FARDIS, Lebanon — Alma Ayman Fakhr al-Din, a lively 11-year-old who loved basketball and learning languages, was playing on a soccer field a week ago in Majdal Shams, a Druze town in the Golan Heights, when the rocket hit.

Running to the site, her father Ayman pleaded with emergency workers for information about his daughter. “Suddenly I went to the corner, I saw such a tiny girl in a bag,” he said. He recognized her shoes, her hand. “I understood that that’s it, nothing is left, she’s gone.” She was among 12 children and teens killed.

The shocking bloodshed unified the Druze across the region in grief — and laid bare the complex identity of the small, insular religious minority, whose members are spread across Israel, the Golan Heights, Lebanon and Syria.

The Druze religious sect began as a 10th-century offshoot of Ismailism, a branch of Shiite Islam. Outsiders are not allowed to convert, and most religious practices are shrouded in secrecy. There are just one million Druze — more than half of them in Syria, around 250,000 in Lebanon, 115,000 in Israel and 25,000 in the Golan Heights.

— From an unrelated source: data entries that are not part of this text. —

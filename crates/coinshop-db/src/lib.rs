//! # coinshop-db: Ledger Store and Transaction Engine
//!
//! This crate owns every read and write against the coin shop's ledger.
//! It uses SQLite for storage with sqlx for async operations.
//!
//! ## Architecture Position
//! ```text
//! ┌─────────────────────────────────────────────────────────────────────────┐
//! │                        Coin Shop Data Flow                              │
//! │                                                                         │
//! │  HTTP handler (authenticated actor)                                    │
//! │       │                                                                 │
//! │       ▼                                                                 │
//! │  ┌─────────────────────────────────────────────────────────────────┐   │
//! │  │                   coinshop-db (THIS CRATE)                      │   │
//! │  │                                                                 │   │
//! │  │   ┌───────────────┐                                             │   │
//! │  │   │ LedgerEngine  │  transfer / purchase / open / summary       │   │
//! │  │   │ (engine.rs)   │                                             │   │
//! │  │   └───────┬───────┘                                             │   │
//! │  │           │ one UnitOfWork per mutation                         │   │
//! │  │           ▼                                                     │   │
//! │  │   ┌───────────────┐    ┌───────────────┐    ┌──────────────┐  │   │
//! │  │   │   Database    │    │  Repositories │    │  Migrations  │  │   │
//! │  │   │   (pool.rs)   │    │ AccountRepo   │    │  (embedded)  │  │   │
//! │  │   │               │◄───│ CatalogRepo   │    │ 001_ledger   │  │   │
//! │  │   │ SqlitePool    │    │ InventoryRepo │    │ 002_merch    │  │   │
//! │  │   │ UnitOfWork    │    │ TransferRepo  │    │              │  │   │
//! │  │   └───────────────┘    └───────────────┘    └──────────────┘  │   │
//! │  └─────────────────────────────────────────────────────────────────┘   │
//! │       │                                                                 │
//! │       ▼                                                                 │
//! │  ┌─────────────────────────────────────────────────────────────────┐   │
//! │  │                     SQLite Database (WAL)                       │   │
//! │  └─────────────────────────────────────────────────────────────────┘   │
//! └─────────────────────────────────────────────────────────────────────────┘
//! ```
//!
//! ## Module Organization
//!
//! - [`engine`] - Transfer and purchase orchestration
//! - [`unit_of_work`] - RAII transaction guard
//! - [`pool`] - Connection pool creation and configuration
//! - [`config`] - Environment-driven settings
//! - [`migrations`] - Embedded database migrations
//! - [`error`] - Store and ledger error types
//! - [`repository`] - Repository implementations (account, catalog, ...)
//!
//! ## Usage
//!
//! ```rust,ignore
//! use coinshop_db::{LedgerConfig, LedgerEngine};
//!
//! let engine = LedgerEngine::connect(LedgerConfig::from_env()?).await?;
//!
//! engine.open_account("alice").await?;
//! engine.open_account("bob").await?;
//!
//! let deadline = engine.default_deadline();
//! engine.transfer("alice", "bob", 30, deadline).await?;
//! engine.purchase("alice", "cup", deadline).await?;
//!
//! let summary = engine.account_summary("alice").await?;
//! ```

// =============================================================================
// Module Declarations
// =============================================================================

pub mod config;
pub mod engine;
pub mod error;
pub mod migrations;
pub mod pool;
pub mod repository;
pub mod unit_of_work;

#[cfg(test)]
pub(crate) mod testing;

// =============================================================================
// Re-exports
// =============================================================================

pub use config::{ConfigError, LedgerConfig};
pub use engine::LedgerEngine;
pub use error::{DbError, DbResult, ErrorKind, LedgerError, LedgerResult};
pub use pool::{Database, DbConfig};
pub use unit_of_work::UnitOfWork;

// Repository re-exports for convenience
pub use repository::account::{AccountRepository, BalanceMove};
pub use repository::catalog::CatalogRepository;
pub use repository::inventory::InventoryRepository;
pub use repository::transfer::TransferRepository;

In Israel, Druze are highly regarded for their loyalty to the state and their military service, with many entering elite combat units, including fighting in Gaza.

After the attack, a string of Israeli politicians rushed to Majdal Shams to show solidarity.

“These children are our children, they are the children of all of us,” Prime Minister Benjamin Netanyahu said, visiting the soccer field.

Around 80 percent of the male Druze population enlists in the military, higher than the around 70 percent of Israeli Jews, according to official statistics. Ten Druze soldiers have been killed in the war in the Gaza Strip.

Sheikh Moafaq Tarif, the spiritual leader of the Druze in Israel, said he wasn’t surprised by the wave of national compassion. “During the time of mourning, everyone is talking about support,” he said.